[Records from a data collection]
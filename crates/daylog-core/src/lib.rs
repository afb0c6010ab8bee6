//! # daylog-core
//!
//! Domain logic for the daylog daily-todo tracker.
//!
//! This crate holds everything that does not touch storage:
//!
//! - **Repeat patterns**: [`repeat::Weekday`] tokens, [`repeat::RepeatSet`]
//!   with its canonical comma-joined encoding, display labels and grouping
//!   buckets
//! - **Form validation**: [`forms::TemplateForm`] / [`forms::EntryForm`]
//!   field checks producing tagged submission outcomes that echo the
//!   submitted values back on rejection
//!
//! ## Crate Position
//!
//! Foundation crate. Depended on by `daylog-store`.

#![deny(unsafe_code)]

pub mod forms;
pub mod repeat;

§ **WHAT TO WORK ON**: All of the entries above, written out exactly, make up the reply.

§ **TASK SOLUTION**:
filename crates/daylog-core/src/lib.rs
repository afb0c6010ab8bee6
//! # daylog-core
//!
//! Domain logic for the daylog daily-todo tracker.
//!
//! This crate holds everything that does not touch storage:
//!
//! - **Repeat patterns**: [`repeat::Weekday`] tokens, [`repeat::RepeatSet`]
//!   with its canonical comma-joined encoding, display labels and grouping
//!   buckets
//! - **Form validation**: [`forms::TemplateForm`] / [`forms::EntryForm`]
//!   field checks producing tagged submission outcomes that echo the
//!   submitted values back on rejection
//!
//! ## Crate Position
//!
//! Foundation crate. Depended on by `daylog-store`.

#![deny(unsafe_code)]

pub mod forms;
pub mod repeat;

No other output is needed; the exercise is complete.